[157] This corresponds to Ir-an, the Sacred Land.

[158] This answers to Ir-in, the Sacred Island.

[159] The reader will see that, in quoting Dr. Keating, I do so from no respect for his discrimination or sagacity. Whenever he has attempted to exert either, in the way of comment or deduction, he has invariably erred: fortunately he has offered none in this instance. Yet is his book a most valuable compilation; and I now cull out of it those three names, as one would a casket of jewels from a lumber-room.

[160] This Farragh, otherwise Phearragh, is the Peor of the Scriptures, and the Priapus of the Greeks.

[161] “Priapus, si physice consideretur idem est ac sol; ejusque lux primogenia unde vis omnis seminatrix” (Diod. Sic. lib. i.).

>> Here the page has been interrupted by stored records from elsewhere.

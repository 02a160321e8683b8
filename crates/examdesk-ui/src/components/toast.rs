use examdesk_types::Notice;
use leptos::prelude::*;

const TOAST_LIFETIME: std::time::Duration = std::time::Duration::from_secs(3);

/// What a toast says. Outcomes of backend calls arrive as a [`Notice`];
/// warnings are local checks that never reached the backend.
#[derive(Clone, Debug, PartialEq)]
pub enum ToastBody {
    Notice(Notice),
    Warning(String),
}

impl ToastBody {
    fn class(&self) -> &'static str {
        match self {
            ToastBody::Notice(n) if n.is_error() => "toast toast-error",
            ToastBody::Notice(_) => "toast toast-success",
            ToastBody::Warning(_) => "toast toast-warning",
        }
    }

    fn text(&self) -> String {
        match self {
            ToastBody::Notice(n) => n.message().to_string(),
            ToastBody::Warning(message) => message.clone(),
        }
    }
}

#[derive(Clone, Debug)]
struct Toast {
    id: u64,
    body: ToastBody,
}

/// Handle to the page's toast queue. Each toast removes itself after
/// [`TOAST_LIFETIME`].
#[derive(Clone, Copy)]
pub struct Toasts {
    queue: RwSignal<Vec<Toast>>,
    nextId: StoredValue<u64>,
}

impl Toasts {
    fn show(&self, body: ToastBody) {
        let id = self.nextId.get_value();
        self.nextId.set_value(id + 1);
        self.queue.update(|q| q.push(Toast { id, body }));

        let queue = self.queue;
        set_timeout(move || queue.update(|q| q.retain(|t| t.id != id)), TOAST_LIFETIME);
    }

    pub fn notify(&self, notice: &Notice) {
        self.show(ToastBody::Notice(notice.clone()));
    }

    pub fn warn(&self, message: impl Into<String>) {
        self.show(ToastBody::Warning(message.into()));
    }
}

pub fn use_toasts() -> Option<Toasts> {
    use_context::<Toasts>()
}

#[component]
pub fn ToastProvider(children: Children) -> impl IntoView {
    let toasts = Toasts {
        queue: RwSignal::new(Vec::new()),
        nextId: StoredValue::new(0),
    };
    provide_context(toasts);

    view! {
        {children()}
        <div class="toast-container">
            <For
                each=move || toasts.queue.get()
                key=|toast| toast.id
                let:toast
            >
                <div class=toast.body.class() role="status">
                    {toast.body.text()}
                </div>
            </For>
        </div>
    }
}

See also Num. xxv. 4, where you will see that “Peor” remotely meant the sun.

[162] I shall not trouble myself in reciting the absurd attempts that have been heretofore made to expound this word: it is enough to say that they were all wrong.

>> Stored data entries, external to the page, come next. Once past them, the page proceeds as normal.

use serde::{Deserialize, Serialize};

/// List payload from the backend: either a bare array or a paginated envelope.
#[derive(Clone, Debug, Serialize, Deserialize, PartialEq)]
#[serde(untagged)]
pub enum Listing<T> {
    Bare(Vec<T>),
    Page { results: Vec<T> },
}

impl<T> Listing<T> {
    pub fn into_items(self) -> Vec<T> {
        match self {
            Listing::Bare(items) | Listing::Page { results: items } => items,
        }
    }
}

[163] The motto, also, of this family, viz., Lamh laider a-Boo, i.e. “The strong arm from Boo,” now changed to Vigueur du dessus, is in keeping with the same idea.

[164] This is the mere utterance of an historical transaction without reference to sect, creed, party, or politics. No feelings of bitterness mingle therein. The author disclaims all such, as much as he would depreciate them in others.

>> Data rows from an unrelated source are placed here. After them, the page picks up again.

use examdesk_types::{
    ApiFailure, Credentials, Exam, ExamPatch, ExamToggle, Listing, EXAMS_FETCH_FAILED, EXAM_UPDATE_FAILED,
};
use tracing::warn;

use crate::{ApiClient, ClientError};

const ADMIN_EXAMS_PATH: &str = "/api/admin/exams/";

impl ApiClient {
    pub async fn list_exams(&self, credentials: &Credentials) -> Result<Vec<Exam>, ClientError> {
        let listing: Listing<Exam> = self
            .send_json(self.get(ADMIN_EXAMS_PATH, Some(credentials)))
            .await?;
        Ok(listing.into_items())
    }

    pub async fn patch_exam(
        &self,
        credentials: &Credentials,
        id: i64,
        patch: &ExamPatch,
    ) -> Result<Exam, ClientError> {
        let path = format!("{ADMIN_EXAMS_PATH}{id}/");
        self.send_json(self.patch(&path, Some(credentials)).json(patch))
            .await
    }
}

pub async fn fetch_exams(client: &ApiClient, credentials: &Credentials) -> Result<Vec<Exam>, ApiFailure> {
    client.list_exams(credentials).await.map_err(|e| {
        warn!(error = %e, "listing exams failed");
        ApiFailure::generic(&e.fault(), EXAMS_FETCH_FAILED)
    })
}

/// Flip an exam's active flag, then re-list. A failed re-list still counts as
/// a successful toggle.
pub async fn set_exam_active(
    client: &ApiClient,
    credentials: &Credentials,
    id: i64,
    active: bool,
) -> Result<ExamToggle, ApiFailure> {
    let patch = ExamPatch {
        is_active: Some(active),
    };
    let updated = client
        .patch_exam(credentials, id, &patch)
        .await
        .map_err(|e| {
            warn!(exam_id = id, error = %e, "updating exam failed");
            ApiFailure::generic(&e.fault(), EXAM_UPDATE_FAILED)
        })?;

    let exams = fetch_exams(client, credentials).await.ok();
    Ok(ExamToggle { updated, exams })
}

[165] In the library of Trinity College, Dublin, are several such, collected in the beginning of last century, by Lhuyd, author of the Archæologia, and restored by Sir John Seabright, at the instigation of Edmund Burke. I am credibly informed also, that there have been lately discovered in the Library at Copenhagen certain documents relating to our antiquities, taken away by the Danes after their memorable defeat at Clontarf, by King Brian, A.D. 1014. Lombard has already asserted the same; and that the King of Denmark entreated Queen Elizabeth to send him some Irishman, who could transcribe them; that Donatus O’Daly, a learned antiquarian, was selected for the purpose, but that his appointment was afterwards countermanded, for political reasons.

There are, besides, in mostly all the public libraries of Europe—without adverting to those which are detained in the Tower of London—divers Irish manuscripts, presented by the various emigrants, who from time to time have been obliged to fly their country, to seek among strangers that shelter which they were denied at home; taking with them, as religious heirlooms, those hereditary relics of their pedigree and race.